Currently, RxRisk is used in research as a case-mix or disease severity measure. In addition, GHC uses it to adjust capitated payments for a point-of-service insurance product, and to adjust for comorbidity in assessing panel size among primary care physicians. The national health care system in the Netherlands currently uses a revised version of the RxRisk, Pharmacy Cost Groups, to adjust for capitation payments (Lamers 1999).
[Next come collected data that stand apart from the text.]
use clap::{Parser, Subcommand};
use serde_json::{json, Value};

#[derive(Parser)]
#[command(name = "dds-cli")]
#[command(about = "Command-line client for a dds-api node", long_about = None)]
struct Cli {
    #[arg(short, long, default_value = "http://localhost:8080")]
    url: String,

    #[command(subcommand)]
    command: Commands,
}

#[derive(Subcommand)]
enum Commands {
    /// Check node status
    Status,
    /// List scheduled tasks
    Tasks,
    /// Schedule a task
    AddTask {
        name: String,
        /// Node to run the task on
        #[arg(long)]
        target: Option<String>,
    },
    /// Register a friend node
    AddFriend { name: String, address: String },
    /// Forget a friend node
    RemoveFriend { name: String },
}

#[tokio::main]
async fn main() -> Result<(), Box<dyn std::error::Error>> {
    let cli = Cli::parse();
    let client = reqwest::Client::new();
    let base = format!("{}/api/v1", cli.url.trim_end_matches('/'));

    let res = match cli.command {
        Commands::Status => client.get(format!("{base}/")).send().await?,
        Commands::Tasks => client.get(format!("{base}/task")).send().await?,
        Commands::AddTask { name, target } => {
            client
                .post(format!("{base}/task"))
                .json(&json!({ "name": name, "target": target }))
                .send()
                .await?
        }
        Commands::AddFriend { name, address } => {
            client
                .post(format!("{base}/friend"))
                .json(&json!({ "name": name, "address": address }))
                .send()
                .await?
        }
        Commands::RemoveFriend { name } => {
            client
                .delete(format!("{base}/friend"))
                .json(&json!({ "name": name }))
                .send()
                .await?
        }
    };

    print_response(res).await
}

async fn print_response(res: reqwest::Response) -> Result<(), Box<dyn std::error::Error>> {
    let status = res.status();
    let text = res.text().await?;
    let body = match serde_json::from_str::<Value>(&text) {
        Ok(json) => serde_json::to_string_pretty(&json)?,
        Err(_) => text,
    };

    if status.is_success() {
        println!("{body}");
    } else {
        eprintln!("Error: node returned status {status}");
        eprintln!("Response: {body}");
    }
    Ok(())
}
//! Leader Elector
//!
//! Election round:
//! 1. List the election namespace and rank the children by sequence number
//! 2. Lowest sequence leads; no watch is armed
//! 3. Otherwise arm an exists-watch on the immediate predecessor
//! 4. If the predecessor vanished since the listing, list again and retry
//!
//! Deletion of the watched predecessor starts a new round. Leadership is never
//! cached; every decision comes from a fresh listing.

use std::sync::{Arc, Weak};

use async_trait::async_trait;
use metrics::counter;
use parking_lot::Mutex;
use succession_common::{
    CoordinationError, ELECTION_NAMESPACE, ELECTION_NODE_PREFIX, Result, join_path, node_name,
    sequence_of,
};
use succession_coordination::{
    CoordinationClient, CreateMode, EventType, WatchedEvent, Watcher, ensure_persistent,
};
use tracing::{debug, info, warn};

use super::callback::ElectionCallback;
use super::model::{ElectionOutcome, predecessor_of, rank_candidates};

/// Runs the succession-chain election for one process.
pub struct LeaderElector {
    client: Arc<dyn CoordinationClient>,
    callback: Arc<dyn ElectionCallback>,
    namespace: String,
    /// Path of this process's election node once volunteered
    candidate: Mutex<Option<String>>,
    /// Held for a whole round so watch-triggered and direct rounds never interleave
    round: tokio::sync::Mutex<()>,
    /// Handle to ourselves, registered as the predecessor watcher
    me: Weak<LeaderElector>,
}

impl LeaderElector {
    /// Create an elector using the default election namespace.
    pub fn new(
        client: Arc<dyn CoordinationClient>,
        callback: Arc<dyn ElectionCallback>,
    ) -> Arc<Self> {
        Self::with_namespace(client, callback, ELECTION_NAMESPACE)
    }

    pub fn with_namespace(
        client: Arc<dyn CoordinationClient>,
        callback: Arc<dyn ElectionCallback>,
        namespace: impl Into<String>,
    ) -> Arc<Self> {
        let namespace = namespace.into();
        Arc::new_cyclic(|me| Self {
            client,
            callback,
            namespace,
            candidate: Mutex::new(None),
            round: tokio::sync::Mutex::new(()),
            me: me.clone(),
        })
    }

    pub fn namespace(&self) -> &str {
        &self.namespace
    }

    /// Path of this process's election node, if it has volunteered.
    pub fn candidate(&self) -> Option<String> {
        self.candidate.lock().clone()
    }

    /// Create the election namespace if it does not exist yet.
    pub async fn ensure_namespace(&self) -> Result<()> {
        ensure_persistent(self.client.as_ref(), &self.namespace).await?;
        Ok(())
    }

    /// Enter the election by creating this process's ephemeral-sequential node.
    ///
    /// Must be called once per process; a second call creates a second candidacy.
    pub async fn volunteer(&self) -> Result<String> {
        let prefix = join_path(&self.namespace, ELECTION_NODE_PREFIX);
        let path = self
            .client
            .create(&prefix, &[], CreateMode::EphemeralSequential)
            .await?;

        info!("Volunteered for leadership: node={}", path);
        *self.candidate.lock() = Some(path.clone());
        Ok(path)
    }

    /// Run one election round and invoke the matching callback.
    ///
    /// Rounds are serialized per elector; a caller arriving mid-round waits
    /// and then runs its own round against a fresh listing.
    pub async fn elect_leader(&self) -> Result<ElectionOutcome> {
        let _round = self.round.lock().await;
        let candidate = self.candidate().ok_or_else(|| {
            CoordinationError::IllegalState("elect_leader called before volunteer".to_string())
        })?;
        let own_name = node_name(&candidate).to_string();
        let own_sequence = sequence_of(&own_name).ok_or_else(|| {
            CoordinationError::IllegalState(format!("node without sequence suffix: {}", candidate))
        })?;

        loop {
            let children = self.client.get_children(&self.namespace, None).await?;
            let ranked = rank_candidates(children);

            if !ranked.iter().any(|c| c.name == own_name) {
                return Err(CoordinationError::NoNode(candidate));
            }

            let Some(predecessor) = predecessor_of(&ranked, own_sequence) else {
                info!("Elected to be leader: node={}", candidate);
                counter!("succession_elections_total", "outcome" => "leader").increment(1);
                self.callback.on_elected_to_be_leader().await?;
                return Ok(ElectionOutcome::Leader);
            };

            let predecessor_path = join_path(&self.namespace, &predecessor.name);
            let watcher = self.watcher()?;
            let stat = self
                .client
                .exists(&predecessor_path, Some(watcher.clone()))
                .await?;

            if stat.is_some() {
                info!(
                    "Not the leader, watching predecessor: node={}, predecessor={}",
                    candidate, predecessor_path
                );
                counter!("succession_elections_total", "outcome" => "worker").increment(1);
                self.callback.on_worker().await?;
                return Ok(ElectionOutcome::Worker {
                    predecessor: predecessor_path,
                });
            }

            warn!(
                "Predecessor vanished before watch was armed, re-listing: node={}, predecessor={}",
                candidate, predecessor_path
            );
            counter!("succession_predecessor_races_total").increment(1);

            // The watch was armed on a path that no longer exists
            self.client
                .remove_data_watch(&predecessor_path, &watcher)
                .await?;
        }
    }

    fn watcher(&self) -> Result<Arc<dyn Watcher>> {
        let me = self.me.upgrade().ok_or_else(|| {
            CoordinationError::IllegalState("elector dropped while electing".to_string())
        })?;
        Ok(me)
    }
}

#[async_trait]
impl Watcher for LeaderElector {
    async fn process(&self, event: WatchedEvent) -> Result<()> {
        match (event.event_type, event.path) {
            (EventType::NodeDeleted, Some(path)) => {
                debug!("Predecessor deleted, re-running election: predecessor={}", path);
                self.elect_leader().await?;
            }
            // The watch was consumed without the predecessor going away; re-arm it
            (EventType::NodeDataChanged, Some(path)) => {
                if self.client.exists(&path, Some(self.watcher()?)).await?.is_none() {
                    self.elect_leader().await?;
                }
            }
            _ => {}
        }
        Ok(())
    }
}
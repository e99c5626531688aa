//! Address view holder for caching the discovered address list locally

use std::sync::Arc;

use parking_lot::RwLock;

/// Immutable snapshot of the live registry addresses.
///
/// Addresses keep the order the scan produced them in; callers should treat
/// the list as a set.
#[derive(Debug, Clone, Default, PartialEq, Eq)]
pub struct AddressView {
    version: u64,
    addresses: Vec<String>,
}

impl AddressView {
    pub fn new(version: u64, addresses: Vec<String>) -> Self {
        Self { version, addresses }
    }

    /// Number of scans that produced views before and including this one.
    pub fn version(&self) -> u64 {
        self.version
    }

    pub fn addresses(&self) -> &[String] {
        &self.addresses
    }

    pub fn contains(&self, address: &str) -> bool {
        self.addresses.iter().any(|a| a == address)
    }

    pub fn len(&self) -> usize {
        self.addresses.len()
    }

    pub fn is_empty(&self) -> bool {
        self.addresses.is_empty()
    }
}

/// Local cache of the latest [`AddressView`].
///
/// A single writer replaces the whole snapshot; readers clone the `Arc` and
/// never observe a partially built view.
pub struct AddressViewHolder {
    current: RwLock<Option<Arc<AddressView>>>,
}

impl AddressViewHolder {
    pub fn new() -> Self {
        Self {
            current: RwLock::new(None),
        }
    }

    /// Latest snapshot, `None` until the first scan completes.
    pub fn get(&self) -> Option<Arc<AddressView>> {
        self.current.read().clone()
    }

    /// Publish a freshly scanned address list as the next version.
    pub fn update(&self, addresses: Vec<String>) -> Arc<AddressView> {
        let mut current = self.current.write();
        let version = current.as_ref().map_or(1, |view| view.version + 1);
        let view = Arc::new(AddressView::new(version, addresses));
        *current = Some(view.clone());
        view
    }
}

impl Default for AddressViewHolder {
    fn default() -> Self {
        Self::new()
    }
}

#[cfg(test)]
mod tests {
    use super::*;

    #[test]
    fn test_address_view_holder() {
        let holder = AddressViewHolder::new();

        // Initially empty
        assert!(holder.get().is_none());

        let first = holder.update(vec!["http://10.0.0.1:8080".to_string()]);
        assert_eq!(first.version(), 1);
        assert!(first.contains("http://10.0.0.1:8080"));

        let second = holder.update(vec![
            "http://10.0.0.1:8080".to_string(),
            "http://10.0.0.2:8080".to_string(),
        ]);
        assert_eq!(second.version(), 2);
        assert_eq!(holder.get().unwrap().len(), 2);

        // Earlier snapshots are unaffected by later updates
        assert_eq!(first.len(), 1);
    }

    #[test]
    fn test_empty_view() {
        let view = AddressView::default();
        assert!(view.is_empty());
        assert_eq!(view.version(), 0);
        assert!(!view.contains("anything"));
    }
}
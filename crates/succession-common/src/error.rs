//! Error types for Succession
//!
//! `CoordinationError` mirrors the failure codes a hierarchical coordination store
//! reports, plus the local misuse and wrapped failures raised around it.

/// Error type for coordination operations
#[derive(Debug, thiserror::Error)]
pub enum CoordinationError {
    #[error("node does not exist: {0}")]
    NoNode(String),

    #[error("node already exists: {0}")]
    NodeExists(String),

    #[error("node has children: {0}")]
    NotEmpty(String),

    #[error("version mismatch on {path}: expected={expected}, actual={actual}")]
    BadVersion {
        path: String,
        expected: i32,
        actual: i32,
    },

    #[error("bad arguments: {0}")]
    BadArguments(String),

    #[error("ephemeral node cannot have children: {0}")]
    NoChildrenForEphemerals(String),

    #[error("session expired")]
    SessionExpired,

    #[error("connection loss")]
    ConnectionLoss,

    #[error("illegal state: {0}")]
    IllegalState(String),

    #[error("{0}")]
    Other(#[from] anyhow::Error),
}

impl CoordinationError {
    /// True when the error reports a missing node.
    pub fn is_no_node(&self) -> bool {
        matches!(self, CoordinationError::NoNode(_))
    }

    /// True when the error reports that the node was already there.
    pub fn is_node_exists(&self) -> bool {
        matches!(self, CoordinationError::NodeExists(_))
    }
}

pub type Result<T> = std::result::Result<T, CoordinationError>;
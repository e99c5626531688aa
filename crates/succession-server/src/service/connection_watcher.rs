//! Session state handling for a participant

use async_trait::async_trait;
use succession_common::Result;
use succession_coordination::{EventType, KeeperState, WatchedEvent, Watcher};
use tracing::{info, warn};

use crate::startup::ShutdownSignal;

/// Default watcher of a participant's session.
///
/// Fires the participant's shutdown signal once the session is lost.
pub struct ConnectionWatcher {
    name: String,
    shutdown: ShutdownSignal,
}

impl ConnectionWatcher {
    pub fn new(name: impl Into<String>, shutdown: ShutdownSignal) -> Self {
        Self {
            name: name.into(),
            shutdown,
        }
    }
}

#[async_trait]
impl Watcher for ConnectionWatcher {
    async fn process(&self, event: WatchedEvent) -> Result<()> {
        if event.event_type != EventType::None {
            return Ok(());
        }

        match event.state {
            KeeperState::SyncConnected => {
                info!("Successfully connected: participant={}", self.name);
            }
            state => {
                if self.shutdown.shutdown() {
                    warn!(
                        "Disconnected from coordination service: participant={}, state={:?}",
                        self.name, state
                    );
                }
            }
        }
        Ok(())
    }
}
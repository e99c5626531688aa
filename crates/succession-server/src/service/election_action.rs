//! Registry side effects of election outcomes

use std::sync::Arc;

use async_trait::async_trait;
use succession_common::Result;
use succession_consistency::ElectionCallback;
use succession_naming::ServiceRegistry;
use tracing::{debug, info};

/// Connects a participant's election results to its registry.
///
/// The leader withdraws its own address and follows membership changes;
/// a worker publishes its address once.
pub struct ElectionAction {
    registry: Arc<ServiceRegistry>,
    address: String,
}

impl ElectionAction {
    pub fn new(registry: Arc<ServiceRegistry>, address: impl Into<String>) -> Self {
        Self {
            registry,
            address: address.into(),
        }
    }

    pub fn address(&self) -> &str {
        &self.address
    }
}

#[async_trait]
impl ElectionCallback for ElectionAction {
    async fn on_elected_to_be_leader(&self) -> Result<()> {
        self.registry.unregister_from_cluster().await?;
        let view = self.registry.register_updates().await?;

        info!(
            "I am the leader: address={}, workers={:?}",
            self.address,
            view.addresses()
        );
        Ok(())
    }

    async fn on_worker(&self) -> Result<()> {
        // Re-confirmed after a predecessor failure
        if let Some(node) = self.registry.registration() {
            debug!("Worker already registered: node={}", node);
            return Ok(());
        }

        let node = self.registry.register_to_cluster(&self.address).await?;
        info!("I am a worker: address={}, node={}", self.address, node);
        Ok(())
    }
}
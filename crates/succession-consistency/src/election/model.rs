//! Election data model

use succession_common::sequence_of;

/// A child of the election namespace carrying a sequence suffix.
///
/// Ordering is by sequence number first, so a sorted list is the succession chain.
#[derive(Debug, Clone, PartialEq, Eq, PartialOrd, Ord)]
pub struct Candidate {
    pub sequence: u64,
    pub name: String,
}

/// Result of one election round
#[derive(Debug, Clone, PartialEq, Eq)]
pub enum ElectionOutcome {
    /// This candidate holds the lowest sequence number
    Leader,
    /// This candidate is watching the given predecessor path
    Worker { predecessor: String },
}

impl ElectionOutcome {
    pub fn is_leader(&self) -> bool {
        matches!(self, ElectionOutcome::Leader)
    }
}

/// Sort election children into succession order, dropping names without a sequence suffix.
pub fn rank_candidates(children: Vec<String>) -> Vec<Candidate> {
    let mut ranked: Vec<Candidate> = children
        .into_iter()
        .filter_map(|name| sequence_of(&name).map(|sequence| Candidate { sequence, name }))
        .collect();
    ranked.sort();
    ranked
}

/// The candidate with the largest sequence number below `sequence`.
pub fn predecessor_of(ranked: &[Candidate], sequence: u64) -> Option<&Candidate> {
    let idx = ranked.partition_point(|c| c.sequence < sequence);
    idx.checked_sub(1).map(|i| &ranked[i])
}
The RxRisk-V is a newly created refinement of the private-sector RxRisk instrument, tailored for use in the VHA (Sloan et al. 2003). It was constructed using the VHA formulary in an attempt to better predict resource use in VHA. In developing the RxRisk-V, an expert panel conducted a clinical review of the RxRisk classification at the drug level, the drug class level, the multiple drug class level, or a combination of strategies (Sloan et al. 2003). Two principles guided this review. The first was to add previously unused, mutually exclusive groups of drugs corresponding to clinically significant disease entities. The second was to add disease categories important to VHA, such as alcohol dependence, which may not be regarded as equally important in other health care systems. The final RxRisk-V model includes 45 categories.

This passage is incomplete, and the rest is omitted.